Coffee Hour with Lise Nelson | Brewer is WIRED | No)bo set for April 11

IMAGE OF THE WEEK

snowy  Old Main

Photo taken by the Department of Geography and Institute for CyberScience’s “octocopter” UAV on January 27, 2015 shows Old Main on a snowy Penn State University Park Campus.

GOOD NEWS

Eun-Kyeong and colleagues published “Effects of Spatial Distribution on Change Detection in Animated Choropleth Maps,” in the Journal of the Korean Society of Surveying, Geodesy, Photogrammetry and Cartography. And in a recent visit to Tempe, Arizona, E-K gave an invited talk on “Exploring Bursts in Geographic Phenomena” at the GeoDa center, Arizona State University.
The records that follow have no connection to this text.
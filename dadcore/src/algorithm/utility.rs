use itertools::Itertools;
use ordered_float::OrderedFloat;

/// Scale factor turning a median absolute deviation into a normal standard deviation.
pub const MAD_TO_SIGMA: f64 = 1.4826;

/// Trapezoidal integral of a trace sampled at unit spacing.
///
/// Arguments:
///
/// * `y` - sampled values
///
/// Returns:
///
/// * `f64` - area under the piecewise-linear interpolation of `y`, 0.0 for fewer than 2 samples
///
/// # Examples
///
/// ```
/// use dadcore::algorithm::utility::trapezoid_area;
///
/// let area = trapezoid_area(&[0.0, 1.0, 1.0, 0.0]);
/// assert_eq!(area, 2.0);
/// ```
pub fn trapezoid_area(y: &[f64]) -> f64 {
    y.iter()
        .tuple_windows()
        .map(|(a, b)| 0.5 * (a + b))
        .sum()
}

/// Build a normalized 1D Gaussian kernel.
/// `sigma`: stddev in samples
/// `truncate`: cutoff in sigmas (e.g., 3.0 => radius = ceil(3*sigma))
pub fn gaussian_kernel_1d(sigma: f64, truncate: f64) -> Vec<f64> {
    if sigma <= 0.0 || truncate < 0.0 {
        return vec![1.0];
    }
    let radius = (truncate * sigma).ceil() as i64;
    let two_sigma2 = 2.0 * sigma * sigma;
    let mut w: Vec<f64> = (-radius..=radius)
        .map(|dx| {
            let x = dx as f64;
            (-x * x / two_sigma2).exp()
        })
        .collect();
    let sum: f64 = w.iter().sum();
    for v in &mut w {
        *v /= sum;
    }
    w
}

/// Gaussian smoothing of a trace; the kernel is renormalized where it hangs over the edges.
pub fn smooth_vector_gaussian(v: &[f64], sigma: f64, truncate: f64) -> Vec<f64> {
    if v.is_empty() || sigma <= 0.0 {
        return v.to_vec();
    }
    let w = gaussian_kernel_1d(sigma, truncate);
    let radius = (w.len() as isize - 1) / 2;
    let n = v.len() as isize;

    (0..n)
        .map(|i| {
            let mut acc = 0.0;
            let mut norm = 0.0;
            for (k, &wk) in w.iter().enumerate() {
                let di = i + k as isize - radius;
                if di >= 0 && di < n {
                    acc += wk * v[di as usize];
                    norm += wk;
                }
            }
            if norm > 0.0 { acc / norm } else { 0.0 }
        })
        .collect()
}

/// Median of a slice, `None` when empty.
pub fn median(values: &[f64]) -> Option<f64> {
    if values.is_empty() {
        return None;
    }
    let mut sorted: Vec<OrderedFloat<f64>> = values.iter().copied().map(OrderedFloat).collect();
    sorted.sort_unstable();
    let n = sorted.len();
    let mid = n / 2;
    if n % 2 == 1 {
        Some(sorted[mid].0)
    } else {
        Some(0.5 * (sorted[mid - 1].0 + sorted[mid].0))
    }
}

/// Robust baseline and noise level of a trace.
///
/// The baseline is the median and the noise is the scaled median absolute
/// deviation around it, so isolated peaks covering less than half of the
/// trace do not bias either estimate.
///
/// Returns `(baseline, noise_sigma)`, `(0.0, 0.0)` for an empty trace.
pub fn robust_baseline_noise(y: &[f64]) -> (f64, f64) {
    let baseline = match median(y) {
        Some(m) => m,
        None => return (0.0, 0.0),
    };
    let deviations: Vec<f64> = y.iter().map(|v| (v - baseline).abs()).collect();
    let mad = median(&deviations).unwrap_or(0.0);
    (baseline, MAD_TO_SIGMA * mad)
}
The Bad Latitudes (Geography Graduate Students and Faculty) are fielding both Co-ed Volleyball and Men’s Basketball Intramural teams this semester. Each team has experienced early-season success, as the volleyball team captured a straight set victory last week, and the basketball team had a thrilling comeback win on Wednesday. Games continue through the end of the February. Contact Jase Bernhardt for more information

Clio Andris and a colleague published an article “Good hard vs. bad hard” in the Chronicle of Higher Education.

Jase Bernhardt and Andrew Carleton’s article “The impacts of long-lived jet contrail ‘outbreaks’ on surface station diurnal temperature range (DTR)”, has been accepted for publication in the International Journal of Climatology (a journal of the Royal Meteorological Society).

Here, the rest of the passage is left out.